A CHRT team is a group of mental health professionals who support a person at home during a mental health crisis. They usually include a psychiatrist, mental health nurses, social workers and support workers.
The CRHT team offers help such as administering medication, carrying out frequent home visits, and offering psychological and practical support. It can also decide whether somebody should be admitted to hospital for treatment.
The new study found that a third of patients under CRHT who died from suicide had been using the service for less than a week, while a third had been discharged from hospital in the previous two weeks. Some 43% lived alone.
The report said "t hese features suggest that CRHT may not have been a suitable setting for their care" and there are "concerns that CRHT has become the default option for acute mental health care because of pressure on other services".
Overall, 5% of patients who died from suicide had been living in the UK for less than five years - accounting for 87 deaths per year. Twenty people over four years were asylum seekers and there were rising suicides among the unemployed and homeless.
The study said: "There is evidence that economic factors are becoming more common as antecedents in patient suicides. Unemployment and homelessness have increased and 13% of patients who died by suicide had experienced serious financial difficulties in the previous three months."
Professor Louis Appleby, director of NCISH and the Government's former national director for mental health, said: "This year's report reflects the increasing reliance on crisis teams in response to the strains felt by acute mental health services.

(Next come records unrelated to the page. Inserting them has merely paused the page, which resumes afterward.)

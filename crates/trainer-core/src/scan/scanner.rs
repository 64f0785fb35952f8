//! Signature scanner
//!
//! Holds a registry of byte patterns and their callbacks. Each pass captures one
//! snapshot of the target's main module and searches every unresolved pattern
//! in it. Resolved scans are skipped until [`SignatureScanner::reset`] is called
//! for a fresh attach.

use std::collections::BTreeMap;

use tracing::{debug, trace};

use crate::error::{Error, Result};
use crate::invoke::{CallArgs, DEFAULT_CALL_TIMEOUT, RemoteInvoker};
use crate::memory::RemoteMemory;

use super::pattern::{Pattern, read_static_int};

/// Default snapshot chunk size.
pub const DEFAULT_CHUNK_SIZE: usize = 0x10000;

/// Extra bytes read past each chunk so operands following a match near the
/// chunk end are still inside the window.
const OPERAND_PADDING: usize = 0x100;

/// A match handed to a scan callback.
pub struct ScanHit<'a> {
    /// Image-relative offset of `data[0]`.
    pub offset: i64,
    /// Position of the match inside `data`.
    pub index: usize,
    /// The snapshot window the match was found in.
    pub data: &'a [u8],
    /// Session view the scan runs against.
    pub memory: &'a RemoteMemory<'a>,
    invoker: &'a RemoteInvoker,
}

impl ScanHit<'_> {
    /// Image-relative offset of the first matched byte.
    pub fn match_offset(&self) -> i64 {
        self.offset + self.index as i64
    }

    /// Decode the RIP-relative displacement stored at `data[index..index + 4]`.
    pub fn read_static_int(&self, index: usize, bytes_to_eol: usize) -> Option<i64> {
        read_static_int(self.offset, index, self.data, bytes_to_eol)
    }

    /// Absolute address of an image-relative offset in the current session.
    pub fn absolute(&self, image_offset: i64) -> u64 {
        self.memory.base_address().wrapping_add_signed(image_offset)
    }

    /// Call a function in the target, e.g. one this scan just located.
    ///
    /// Goes through the scanner's invoker, so scratch memory is tracked with
    /// every other call of the session.
    pub fn call(&self, address: u64, args: &CallArgs) -> Result<i32> {
        self.invoker.call(self.memory, address, args)
    }
}

/// Decision returned by a continuation-controlled scan callback.
#[derive(Debug, Clone, Copy, PartialEq, Eq)]
pub enum ScanFlow {
    /// This match is the right one; the scan is resolved.
    Accept,
    /// Keep looking past this match.
    KeepSearching,
}

/// Resolution state of one registered scan.
#[derive(Debug, Clone, Copy, PartialEq, Eq)]
pub enum ScanState {
    Unresolved,
    /// Resolved at this image-relative offset.
    Resolved(i64),
}

type OnceFn = Box<dyn FnMut(&ScanHit<'_>) + Send>;
type ContinuationFn = Box<dyn FnMut(&ScanHit<'_>) -> ScanFlow + Send>;

enum ScanCallback {
    Once(OnceFn),
    Continuation(ContinuationFn),
}

struct SigScan {
    callback: ScanCallback,
    state: ScanState,
}

struct Chunk {
    offset: i64,
    len: usize,
    bytes: Vec<u8>,
}

/// One read of the target's main module, split into overlapping chunks.
struct ModuleSnapshot {
    chunks: Vec<Chunk>,
}

impl ModuleSnapshot {
    fn capture(memory: &RemoteMemory<'_>, chunk_size: usize, overlap: usize) -> Self {
        let base = memory.base_address();
        let end = memory.end_of_module();
        let mut chunks = Vec::new();
        let mut address = base;

        while address < end {
            let remaining = (end - address) as usize;
            let len = chunk_size.min(remaining);
            let read_size = (len + overlap).min(remaining);

            match memory.try_read_bytes(address, read_size) {
                Ok(bytes) => chunks.push(Chunk {
                    offset: (address - base) as i64,
                    len: len.min(bytes.len()),
                    bytes,
                }),
                Err(e) => trace!("Skipping unreadable chunk at {:#x}: {}", address, e),
            }
            address += len as u64;
        }

        Self { chunks }
    }
}

/// Registry of signature scans keyed by pattern.
pub struct SignatureScanner {
    scans: BTreeMap<Pattern, SigScan>,
    chunk_size: usize,
    pending: bool,
    invoker: RemoteInvoker,
}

"Our findings suggest that we are accepting too much risk in the home treatment these teams offer, and that the crisis team is now the priority for suicide prevention in mental health."
The research also found that more than half of the 1,700 mental health patients per year who die from suicide have a history of alcohol or drug misuse, but only a small number receive specialist substance misuse treatment.
Overall, suicides by mental health patients treated in hospital are falling, with around a 60% drop between 2004 and 2014. Suicides among people cared for by CRHT teams was rising but is now static.
Samantha Nicklin, head of campaigns at Rethink Mental Illness, said: "Every suicide is preventable. We are still losing too many brothers, sisters, parents, children and friends this way.
"While progress is being made in our understanding of how to support people with mental illness and prevent suicide, we are still seeing people struggling to get the help they need before they reach crisis point, with over-stretched services and patchy care across the country."